Scientific classification
- Kingdom: Animalia
- Phylum: Chordata
- Class: Actinopterygii
- Order: Perciformes
- Family: Percidae
- Genus: Etheostoma
- Species: E. rafinesquei
- Binomial name: Etheostoma rafinesquei Burr & Page, 1982

= Kentucky darter =

- Authority: Burr & Page, 1982
- Conservation status: LC

Species of fish

The Kentucky darter (Etheostoma rafinesquei) is a species of freshwater ray-finned fish, a darter from the subfamily Etheostomatinae, part of the family Percidae, which also contains the perches, ruffes and pikeperches. It is endemic to the eastern United States, where it occurs in the upper Green and Gasper River systems in Kentucky. It inhabits rocky pools and adjacent riffles of creeks and small rivers. It has a diet that mainly consists of mayflies, larval blackflies, midges and occasionally various insect larvae. This species can reach a length of 6.5 cm.

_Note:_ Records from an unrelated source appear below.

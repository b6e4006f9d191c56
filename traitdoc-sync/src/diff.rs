//! Unified diffs of what `generate` would change, for `traitdoc diff` and
//! `traitdoc check`.

use std::path::PathBuf;

use similar::TextDiff;

use traitdoc_core::DocConfig;

use crate::writer::{Mode, RenderedDocument};
use crate::{pipeline, SyncError};

/// A single document diff.
#[derive(Debug, Clone, PartialEq, Eq)]
pub struct FileDiff {
    pub path: PathBuf,
    pub unified_diff: String,
}

/// Render what a generation pass would produce and compare it to the
/// current on-disk content. No files are written.
pub fn diff_all(config: &DocConfig) -> Result<Vec<FileDiff>, SyncError> {
    let report = pipeline::run(config, Mode::DryRun)?;
    Ok(report
        .documents
        .iter()
        .filter(|d| d.changed())
        .map(|d| file_diff(config, d))
        .collect())
}

/// Whether a generation pass would leave every document as it is.
pub fn is_up_to_date(config: &DocConfig) -> Result<bool, SyncError> {
    Ok(diff_all(config)?.is_empty())
}

fn file_diff(config: &DocConfig, doc: &RenderedDocument) -> FileDiff {
    let relative = doc.path.strip_prefix(&config.doc_dir).unwrap_or(doc.path.as_path());
    let old_header = format!("a/{}", relative.display());
    let new_header = format!("b/{}", relative.display());
    let unified = TextDiff::from_lines(&doc.before, &doc.after)
        .unified_diff()
        .header(&old_header, &new_header)
        .context_radius(3)
        .to_string();
    FileDiff {
        path: doc.path.clone(),
        unified_diff: unified,
    }
}
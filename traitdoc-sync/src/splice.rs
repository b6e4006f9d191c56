//! Marker-delimited region splicing over line slices.
//!
//! A region is the span between the first `start` marker and the first `end`
//! marker after it. Everything outside that span is carried through untouched.

/// Split `doc` around the first `start`..`end` region.
///
/// Returns the lines before `start` and the lines after the matching `end`.
/// Without a `start` marker the whole document is `pre` and `post` is empty.
/// With a `start` but no `end` after it, `post` is empty and the unterminated
/// tail is treated as region content.
pub fn split<'a>(doc: &'a [String], start: &str, end: &str) -> (&'a [String], &'a [String]) {
    let Some(idx) = doc.iter().position(|l| l == start) else {
        return (doc, &[]);
    };
    let post = doc[idx + 1..]
        .iter()
        .position(|l| l == end)
        .map_or(&[][..], |offset| &doc[idx + 1 + offset + 1..]);
    (&doc[..idx], post)
}

/// Rebuild `doc` with `region` between the markers.
///
/// The markers are appended at the end when the document has none yet.
pub fn replace(doc: &[String], start: &str, end: &str, region: &[String]) -> Vec<String> {
    let (pre, post) = split(doc, start, end);
    let mut out = Vec::with_capacity(pre.len() + region.len() + post.len() + 2);
    out.extend_from_slice(pre);
    out.push(start.to_string());
    out.extend_from_slice(region);
    out.push(end.to_string());
    out.extend_from_slice(post);
    out
}

// ---------------------------------------------------------------------------
// Tests
// ---------------------------------------------------------------------------

#[cfg(test)]
mod tests {
    use super::*;
    use proptest::prelude::*;

    const S: &str = "// start (x)";
    const E: &str = "// end (x)";
    const S2: &str = "// start (y)";
    const E2: &str = "// end (y)";

    fn lines(v: &[&str]) -> Vec<String> {
        v.iter().map(|s| s.to_string()).collect()
    }

    #[test]
    fn split_without_markers_keeps_everything_in_pre() {
        let doc = lines(&["a", "b"]);
        let (pre, post) = split(&doc, S, E);
        assert_eq!(pre, &doc[..]);
        assert!(post.is_empty());
    }

    #[test]
    fn split_around_region() {
        let doc = lines(&["a", S, "old", E, "b", "c"]);
        let (pre, post) = split(&doc, S, E);
        assert_eq!(pre, ["a"]);
        assert_eq!(post, ["b", "c"]);
    }

    #[test]
    fn split_with_missing_end_drops_tail() {
        let doc = lines(&["a", S, "dangling", "more"]);
        let (pre, post) = split(&doc, S, E);
        assert_eq!(pre, ["a"]);
        assert!(post.is_empty());
    }

    #[test]
    fn end_before_start_is_ignored() {
        let doc = lines(&[E, "a", S, "x", E, "b"]);
        let (pre, post) = split(&doc, S, E);
        assert_eq!(pre, [E, "a"]);
        assert_eq!(post, ["b"]);
    }

    #[test]
    fn only_first_region_is_managed() {
        let doc = lines(&[S, "one", E, "mid", S, "two", E]);
        let out = replace(&doc, S, E, &lines(&["new"]));
        assert_eq!(out, lines(&[S, "new", E, "mid", S, "two", E]));
    }

    #[test]
    fn replace_appends_region_when_absent() {
        let doc = lines(&["= Title", ""]);
        let out = replace(&doc, S, E, &lines(&["body"]));
        assert_eq!(out, lines(&["= Title", "", S, "body", E]));
    }

    #[test]
    fn replace_is_idempotent() {
        let doc = lines(&["intro", S, "stale", E, "outro"]);
        let region = lines(&["fresh", ""]);
        let once = replace(&doc, S, E, &region);
        let twice = replace(&once, S, E, &region);
        assert_eq!(once, twice);
    }

    fn line() -> impl Strategy<Value = String> {
        "[a-z =|*.]{0,12}"
    }

    proptest! {
        #[test]
        fn replace_twice_equals_once(
            doc in prop::collection::vec(line(), 0..20),
            region in prop::collection::vec(line(), 0..8),
        ) {
            let once = replace(&doc, S, E, &region);
            let twice = replace(&once, S, E, &region);
            prop_assert_eq!(once, twice);
        }

        #[test]
        fn surrounding_content_survives(
            before in prop::collection::vec(line(), 0..10),
            between in prop::collection::vec(line(), 0..10),
            after in prop::collection::vec(line(), 0..10),
            r1 in prop::collection::vec(line(), 0..5),
            r2 in prop::collection::vec(line(), 0..5),
        ) {
            let mut doc = before.clone();
            doc.push(S.to_string());
            doc.push("old".to_string());
            doc.push(E.to_string());
            doc.extend(between.iter().cloned());
            doc.push(S2.to_string());
            doc.push(E2.to_string());
            doc.extend(after.iter().cloned());

            let out = replace(&replace(&doc, S, E, &r1), S2, E2, &r2);

            let mut expected = before;
            expected.push(S.to_string());
            expected.extend(r1);
            expected.push(E.to_string());
            expected.extend(between);
            expected.push(S2.to_string());
            expected.extend(r2);
            expected.push(E2.to_string());
            expected.extend(after);
            prop_assert_eq!(out, expected);
        }
    }
}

The Kentucky darter was first formally described in 1982 by Lawrence M. Page and Brooks Burr with the type locality being given as Barren Run, tributary of The North Fork of the Nolin River, 2 kilometers northwest of town of Barren Run, Kentucky. The specific name honours the French naturalist Constantine Samuel Rafinesque (1783–1840) who was Professor of Botany and Natural History at Transylvania University in Lexington, Kentucky and described many species of fish from Kentucky.